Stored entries
────────────────────────────────────────

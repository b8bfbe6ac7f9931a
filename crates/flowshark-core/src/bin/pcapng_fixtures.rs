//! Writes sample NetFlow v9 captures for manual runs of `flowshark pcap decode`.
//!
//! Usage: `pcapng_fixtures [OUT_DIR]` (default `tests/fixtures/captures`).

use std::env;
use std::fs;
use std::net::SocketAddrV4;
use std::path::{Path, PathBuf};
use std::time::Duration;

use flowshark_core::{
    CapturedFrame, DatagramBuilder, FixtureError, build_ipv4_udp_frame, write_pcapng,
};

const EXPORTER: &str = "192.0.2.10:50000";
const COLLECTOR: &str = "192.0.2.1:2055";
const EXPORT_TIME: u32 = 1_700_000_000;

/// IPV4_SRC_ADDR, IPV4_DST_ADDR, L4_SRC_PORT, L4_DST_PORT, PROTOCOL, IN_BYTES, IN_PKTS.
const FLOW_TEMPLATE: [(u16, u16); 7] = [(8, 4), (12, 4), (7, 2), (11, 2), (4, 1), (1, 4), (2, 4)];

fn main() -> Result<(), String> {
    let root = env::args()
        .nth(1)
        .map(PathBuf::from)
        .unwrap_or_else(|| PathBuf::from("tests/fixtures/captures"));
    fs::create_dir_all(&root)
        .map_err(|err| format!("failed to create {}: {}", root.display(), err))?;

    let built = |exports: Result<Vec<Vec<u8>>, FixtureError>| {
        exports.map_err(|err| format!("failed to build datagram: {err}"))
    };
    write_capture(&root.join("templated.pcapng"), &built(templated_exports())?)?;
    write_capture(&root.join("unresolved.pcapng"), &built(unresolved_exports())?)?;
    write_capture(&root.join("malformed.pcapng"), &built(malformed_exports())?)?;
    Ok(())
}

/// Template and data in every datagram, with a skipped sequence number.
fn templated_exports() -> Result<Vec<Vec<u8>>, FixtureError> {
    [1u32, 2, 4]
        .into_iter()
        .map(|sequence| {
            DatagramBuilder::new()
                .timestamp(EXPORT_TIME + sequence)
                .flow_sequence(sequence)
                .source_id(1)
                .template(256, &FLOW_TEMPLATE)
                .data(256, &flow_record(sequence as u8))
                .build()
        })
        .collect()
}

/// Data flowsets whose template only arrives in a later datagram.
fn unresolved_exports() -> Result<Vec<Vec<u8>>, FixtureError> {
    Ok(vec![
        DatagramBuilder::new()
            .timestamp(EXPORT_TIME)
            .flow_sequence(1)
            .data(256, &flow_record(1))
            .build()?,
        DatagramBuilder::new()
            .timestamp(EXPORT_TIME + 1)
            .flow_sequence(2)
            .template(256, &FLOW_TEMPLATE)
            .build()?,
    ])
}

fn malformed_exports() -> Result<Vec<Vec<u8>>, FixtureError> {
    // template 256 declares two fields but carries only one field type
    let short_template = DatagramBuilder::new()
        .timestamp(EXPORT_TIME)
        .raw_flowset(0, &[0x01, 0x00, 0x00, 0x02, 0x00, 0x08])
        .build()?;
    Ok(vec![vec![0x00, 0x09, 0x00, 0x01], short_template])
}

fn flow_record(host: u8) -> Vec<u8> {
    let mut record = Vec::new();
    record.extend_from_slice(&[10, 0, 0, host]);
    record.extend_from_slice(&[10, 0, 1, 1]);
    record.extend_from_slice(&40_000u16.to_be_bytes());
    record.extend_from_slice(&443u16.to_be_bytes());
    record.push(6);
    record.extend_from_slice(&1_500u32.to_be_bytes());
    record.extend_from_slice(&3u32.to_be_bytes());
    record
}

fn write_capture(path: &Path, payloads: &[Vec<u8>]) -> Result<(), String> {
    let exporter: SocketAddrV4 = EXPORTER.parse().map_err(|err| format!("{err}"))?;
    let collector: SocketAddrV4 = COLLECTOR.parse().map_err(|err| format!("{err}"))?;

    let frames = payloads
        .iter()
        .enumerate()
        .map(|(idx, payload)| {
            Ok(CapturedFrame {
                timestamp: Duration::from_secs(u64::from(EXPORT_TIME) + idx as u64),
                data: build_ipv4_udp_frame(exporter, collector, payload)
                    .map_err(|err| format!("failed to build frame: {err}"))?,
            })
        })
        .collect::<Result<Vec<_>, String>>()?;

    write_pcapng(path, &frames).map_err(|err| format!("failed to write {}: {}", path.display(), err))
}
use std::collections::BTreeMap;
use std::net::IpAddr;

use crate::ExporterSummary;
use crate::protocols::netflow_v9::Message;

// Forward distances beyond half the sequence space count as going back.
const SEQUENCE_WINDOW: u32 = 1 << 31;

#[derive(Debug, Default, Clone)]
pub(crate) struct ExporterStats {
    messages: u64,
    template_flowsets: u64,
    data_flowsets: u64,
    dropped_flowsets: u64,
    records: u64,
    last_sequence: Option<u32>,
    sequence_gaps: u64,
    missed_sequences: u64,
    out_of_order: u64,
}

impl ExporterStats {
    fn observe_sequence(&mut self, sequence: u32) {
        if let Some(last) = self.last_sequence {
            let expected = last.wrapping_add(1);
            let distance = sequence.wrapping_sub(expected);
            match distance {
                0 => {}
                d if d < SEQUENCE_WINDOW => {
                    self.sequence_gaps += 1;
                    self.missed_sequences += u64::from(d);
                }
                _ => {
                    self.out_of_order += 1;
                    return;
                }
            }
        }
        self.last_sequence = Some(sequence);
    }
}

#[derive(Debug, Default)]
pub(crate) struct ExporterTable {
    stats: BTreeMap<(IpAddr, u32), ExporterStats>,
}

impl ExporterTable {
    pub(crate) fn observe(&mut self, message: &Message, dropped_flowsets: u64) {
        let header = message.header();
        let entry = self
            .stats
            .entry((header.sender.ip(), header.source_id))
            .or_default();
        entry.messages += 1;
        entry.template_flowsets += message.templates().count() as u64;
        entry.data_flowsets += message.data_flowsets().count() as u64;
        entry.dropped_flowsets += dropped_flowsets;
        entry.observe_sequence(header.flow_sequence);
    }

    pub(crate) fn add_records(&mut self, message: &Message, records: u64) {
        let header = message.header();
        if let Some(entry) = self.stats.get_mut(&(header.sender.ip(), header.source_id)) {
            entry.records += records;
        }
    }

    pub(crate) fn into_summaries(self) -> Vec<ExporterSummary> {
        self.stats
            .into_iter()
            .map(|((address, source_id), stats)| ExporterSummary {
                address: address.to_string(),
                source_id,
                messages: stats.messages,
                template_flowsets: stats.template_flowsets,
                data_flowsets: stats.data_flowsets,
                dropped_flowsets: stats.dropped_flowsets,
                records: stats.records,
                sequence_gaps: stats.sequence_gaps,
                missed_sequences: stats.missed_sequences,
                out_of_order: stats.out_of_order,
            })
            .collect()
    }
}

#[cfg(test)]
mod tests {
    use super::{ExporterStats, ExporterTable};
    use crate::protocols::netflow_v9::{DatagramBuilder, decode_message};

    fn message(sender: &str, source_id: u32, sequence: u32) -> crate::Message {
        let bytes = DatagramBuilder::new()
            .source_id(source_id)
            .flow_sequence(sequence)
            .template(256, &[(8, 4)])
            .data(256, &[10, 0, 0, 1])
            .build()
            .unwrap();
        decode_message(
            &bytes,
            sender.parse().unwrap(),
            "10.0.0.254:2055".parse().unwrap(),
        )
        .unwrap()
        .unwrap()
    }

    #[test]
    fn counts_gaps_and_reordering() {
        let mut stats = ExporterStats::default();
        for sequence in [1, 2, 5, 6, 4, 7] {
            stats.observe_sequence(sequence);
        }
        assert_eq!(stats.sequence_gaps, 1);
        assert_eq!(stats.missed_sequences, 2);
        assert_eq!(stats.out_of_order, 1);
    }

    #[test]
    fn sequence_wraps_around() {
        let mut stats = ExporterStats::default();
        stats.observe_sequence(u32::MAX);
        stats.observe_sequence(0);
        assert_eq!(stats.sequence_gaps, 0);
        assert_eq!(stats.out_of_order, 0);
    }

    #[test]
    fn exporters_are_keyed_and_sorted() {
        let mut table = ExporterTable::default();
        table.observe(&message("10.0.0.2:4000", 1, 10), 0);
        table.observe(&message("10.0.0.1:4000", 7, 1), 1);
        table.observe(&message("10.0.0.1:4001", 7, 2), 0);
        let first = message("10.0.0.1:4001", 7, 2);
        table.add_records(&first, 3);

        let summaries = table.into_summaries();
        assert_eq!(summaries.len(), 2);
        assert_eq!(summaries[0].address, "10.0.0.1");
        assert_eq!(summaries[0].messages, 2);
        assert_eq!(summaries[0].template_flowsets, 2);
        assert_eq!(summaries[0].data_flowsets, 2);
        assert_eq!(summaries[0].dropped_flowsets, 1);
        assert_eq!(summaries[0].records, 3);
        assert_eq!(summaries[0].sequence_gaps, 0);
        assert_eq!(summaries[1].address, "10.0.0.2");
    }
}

────────────────────────────────────────

What you are asked to do - Please give back the records exactly as written, beginning at the first line and including the line that holds "const EXPORTER: &str" as the last.

Result of the task -
repository b8bfbe6ac7f9931a
filename crates/flowshark-core/src/bin/pcapng_fixtures.rs
//! Writes sample NetFlow v9 captures for manual runs of `flowshark pcap decode`.
//!
//! Usage: `pcapng_fixtures [OUT_DIR]` (default `tests/fixtures/captures`).

use std::env;
use std::fs;
use std::net::SocketAddrV4;
use std::path::{Path, PathBuf};
use std::time::Duration;

use flowshark_core::{
    CapturedFrame, DatagramBuilder, FixtureError, build_ipv4_udp_frame, write_pcapng,
};

const EXPORTER: &str = "192.0.2.10:50000";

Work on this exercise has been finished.